Exercise is Key for Health in Older Adults
We’ve talked a lot about the importance of exercise here for weight loss. But I have yet to discuss the benefits for the older generation, so I have chosen to write a post on this subject today. I want to throw a question out there: how many of our grandmas and grandpas or elderly loved ones are getting a regular workout or exercise? (That’s what I thought.) Yet perhaps if they knew that climbing the stairs, housework, walking and even washing would be made easier if they worked out two or three times a week, they might see things differently. Here’s why. People lose muscle as they age, often making daily chores more difficult, but working out with small weights or elastic bands can help to rebuild these muscles and risks of developing an injury stay low.
One recent study found older adults seem to benefit from this type of exercise even at the age of 80 and simply having enough strength to do things such as carrying groceries would make a difference for senior (citizens). And exercise does not require expensive equipment or lots of spare time; just going outside at lunchtime for a half-hour walk every day can greatly increase fitness levels. One of the best ways to counteract feeling ill and tired which is one of the main reasons people don’t exercise – is by becoming more active, which gives you more energy.

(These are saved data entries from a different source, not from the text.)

//! Google Sheets v4 client.
//!
//! The publisher only talks to [`SheetsApi`]; [`GoogleSheets`] is the
//! blocking REST implementation used by the binary.

use std::ops::Range;
use std::time::Duration;

use reqwest::Url;
use reqwest::blocking::{Client, RequestBuilder};
use serde::Deserialize;
use serde_json::{Value, json};
use tracing::debug;

use crate::tinvest::export::error::{ExportError, Result};

const SHEETS_ENDPOINT: &str = "https://sheets.googleapis.com/v4/spreadsheets";

/// Properties of one sheet (tab) of a spreadsheet.
#[derive(Debug, Clone, PartialEq, Eq, Deserialize)]
#[serde(rename_all = "camelCase")]
pub struct SheetProperties {
    pub sheet_id: i64,
    pub title: String,
    #[serde(default)]
    pub index: Option<u32>,
}

/// Outcome of an append call.
#[derive(Debug, Clone, Default, PartialEq, Eq)]
pub struct AppendResult {
    /// A1 range that received the values, e.g. `'SBER'!A6:Z8`.
    pub updated_range: Option<String>,
}

/// Spreadsheet operations needed by the publisher.
pub trait SheetsApi {
    /// Lists the sheets of a spreadsheet.
    fn sheets(&self, spreadsheet_id: &str) -> Result<Vec<SheetProperties>>;

    /// Appends rows after the table found at `range`, without evaluating
    /// formulas.
    fn append_values(
        &self,
        spreadsheet_id: &str,
        range: &str,
        rows: &[Vec<Value>],
    ) -> Result<AppendResult>;

    /// Duplicates a sheet inside the same spreadsheet and returns the new id.
    fn duplicate_sheet(
        &self,
        spreadsheet_id: &str,
        source_sheet_id: i64,
        insert_index: usize,
        title: &str,
    ) -> Result<i64>;

    /// Copies a sheet into another spreadsheet and returns the id it gets
    /// there.
    fn copy_sheet_to(
        &self,
        source_spreadsheet_id: &str,
        sheet_id: i64,
        destination_spreadsheet_id: &str,
    ) -> Result<i64>;

    /// Renames a sheet and moves it to `index`.
    fn rename_sheet(
        &self,
        spreadsheet_id: &str,
        sheet_id: i64,
        title: &str,
        index: usize,
    ) -> Result<()>;

    /// Applies a number format to the given columns of a row range.
    fn format_number_cells(
        &self,
        spreadsheet_id: &str,
        sheet_id: i64,
        columns: &[usize],
        rows: Range<u32>,
        pattern: &str,
    ) -> Result<()>;
}

/// Blocking REST client authenticated with a bearer token.
pub struct GoogleSheets {
    client: Client,
    access_token: String,
    endpoint: String,
}

impl GoogleSheets {
    pub fn new(access_token: impl Into<String>) -> Result<Self> {
        Self::with_endpoint(access_token, SHEETS_ENDPOINT)
    }

    /// Builds a client against a custom endpoint, e.g. a local emulator.
    pub fn with_endpoint(
        access_token: impl Into<String>,
        endpoint: impl Into<String>,
    ) -> Result<Self> {
        let client = Client::builder().timeout(Duration::from_secs(30)).build()?;
        Ok(Self {
            client,
            access_token: access_token.into(),
            endpoint: endpoint.into(),
        })
    }

    fn url(&self, segments: &[&str]) -> Result<Url> {
        let mut url = Url::parse(&self.endpoint)
            .map_err(|err| ExportError::InvalidSetting {
                key: "endpoint",
                value: format!("{}: {err}", self.endpoint),
            })?;
        url.path_segments_mut()
            .map_err(|_| ExportError::InvalidSetting {
                key: "endpoint",
                value: self.endpoint.clone(),
            })?
            .extend(segments);
        Ok(url)
    }

    fn send(&self, request: RequestBuilder) -> Result<Value> {
        let response = request.bearer_auth(&self.access_token).send()?;
        let status = response.status();
        let body = response.text()?;
        if !status.is_success() {
            return Err(ExportError::Api {
                status: status.as_u16(),
                message: api_error_message(&body),
            });
        }
        if body.trim().is_empty() {
            return Ok(Value::Null);
        }
        Ok(serde_json::from_str(&body)?)
    }

    fn batch_update(&self, spreadsheet_id: &str, requests: Vec<Value>) -> Result<Value> {
        let url = self.url(&[&format!("{spreadsheet_id}:batchUpdate")])?;
        self.send(self.client.post(url).json(&json!({ "requests": requests })))
    }
}

impl SheetsApi for GoogleSheets {
    fn sheets(&self, spreadsheet_id: &str) -> Result<Vec<SheetProperties>> {
        #[derive(Deserialize)]
        struct Spreadsheet {
            #[serde(default)]
            sheets: Vec<Sheet>,
        }

        #[derive(Deserialize)]
        struct Sheet {
            properties: SheetProperties,
        }

        let url = self.url(&[spreadsheet_id])?;
        let body = self.send(
            self.client
                .get(url)
                .query(&[("fields", "sheets.properties")]),
        )?;
        let spreadsheet: Spreadsheet = serde_json::from_value(body)?;
        Ok(spreadsheet
            .sheets
            .into_iter()
            .map(|sheet| sheet.properties)
            .collect())
    }

    fn append_values(
        &self,
        spreadsheet_id: &str,
        range: &str,
        rows: &[Vec<Value>],
    ) -> Result<AppendResult> {
        let url = self.url(&[spreadsheet_id, "values", &format!("{range}:append")])?;
        let body = self.send(
            self.client
                .post(url)
                .query(&[("valueInputOption", "RAW")])
                .json(&json!({ "values": rows })),
        )?;
        let updated_range = body
            .pointer("/updates/updatedRange")
            .and_then(Value::as_str)
            .map(str::to_string);
        debug!(range, rows = rows.len(), ?updated_range, "values appended");
        Ok(AppendResult { updated_range })
    }

    fn duplicate_sheet(
        &self,
        spreadsheet_id: &str,
        source_sheet_id: i64,
        insert_index: usize,
        title: &str,
    ) -> Result<i64> {
        let body = self.batch_update(
            spreadsheet_id,
            vec![json!({
                "duplicateSheet": {
                    "sourceSheetId": source_sheet_id,
                    "newSheetName": title,
                    "insertSheetIndex": insert_index,
                }
            })],
        )?;
        body.pointer("/replies/0/duplicateSheet/properties/sheetId")
            .and_then(Value::as_i64)
            .ok_or_else(|| ExportError::Api {
                status: 200,
                message: "duplicateSheet reply carries no sheet id".into(),
            })
    }

    fn copy_sheet_to(
        &self,
        source_spreadsheet_id: &str,
        sheet_id: i64,
        destination_spreadsheet_id: &str,
    ) -> Result<i64> {
        let url = self.url(&[
            source_spreadsheet_id,
            "sheets",
            &format!("{sheet_id}:copyTo"),
        ])?;
        let body = self.send(
            self.client
                .post(url)
                .json(&json!({ "destinationSpreadsheetId": destination_spreadsheet_id })),
        )?;
        let properties: SheetProperties = serde_json::from_value(body)?;
        Ok(properties.sheet_id)
    }

    fn rename_sheet(
        &self,
        spreadsheet_id: &str,
        sheet_id: i64,
        title: &str,
        index: usize,
    ) -> Result<()> {
        self.batch_update(
            spreadsheet_id,
            vec![json!({
                "updateSheetProperties": {
                    "properties": { "sheetId": sheet_id, "title": title, "index": index },
                    "fields": "title,index",
                }
            })],
        )?;
        Ok(())
    }

    fn format_number_cells(
        &self,
        spreadsheet_id: &str,
        sheet_id: i64,
        columns: &[usize],
        rows: Range<u32>,
        pattern: &str,
    ) -> Result<()> {
        let requests = columns
            .iter()
            .map(|column| {
                json!({
                    "repeatCell": {
                        "range": {
                            "sheetId": sheet_id,
                            "startColumnIndex": column,
                            "endColumnIndex": column + 1,
                            "startRowIndex": rows.start,
                            "endRowIndex": rows.end,
                        },
                        "cell": {
                            "userEnteredFormat": {
                                "numberFormat": { "type": "CURRENCY", "pattern": pattern }
                            }
                        },
                        "fields": "userEnteredFormat.numberFormat",
                    }
                })
            })
            .collect();
        self.batch_update(spreadsheet_id, requests)?;
        Ok(())
    }
}

/// Quotes a sheet title for use in an A1 range.
pub fn quote_sheet_title(title: &str) -> String {
    format!("'{}'", title.replace('\'', "''"))
}

/// Zero-based, end-exclusive row span of an A1 range such as `'SBER'!A6:Z8`.
pub fn range_rows(a1_range: &str) -> Option<Range<u32>> {
    let cells = a1_range.rsplit('!').next()?;
    let mut bounds = cells.split(':').map(|cell| {
        cell.trim_start_matches(|c: char| c.is_ascii_alphabetic())
            .parse::<u32>()
            .ok()
    });
    let start = bounds.next()??;
    let end = match bounds.next() {
        Some(end) => end?,
        None => start,
    };
    if start == 0 || end < start {
        return None;
    }
    Some(start - 1..end)
}

fn api_error_message(body: &str) -> String {
    serde_json::from_str::<Value>(body)
        .ok()
        .and_then(|value| {
            value
                .pointer("/error/message")
                .and_then(Value::as_str)
                .map(str::to_string)
        })
        .unwrap_or_else(|| body.to_string())
}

So how do you get started? Find an activity that you enjoy, such as dancing or gardening; this makes it much easier to maintain the sort of lifestyle that includes regular exercise. Ideally, elderly folks would combine resistance training plus aerobic exercise for the best way to reduce insulin resistance and functional limitations in obese, older adults. Resistance and aerobic exercise are thought to be important for cutting the risks of chronic disease and disability in older adults but the incremental effects of combined resistance and aerobic exercise compared with either modality alone on risk factors for disease and disability is not known yet. Another bonus of exercise for older adults? You guessed it—it aids erectile dysfunction. This has already been shown to improve relationships for a longer lasting and happier life. So get moving!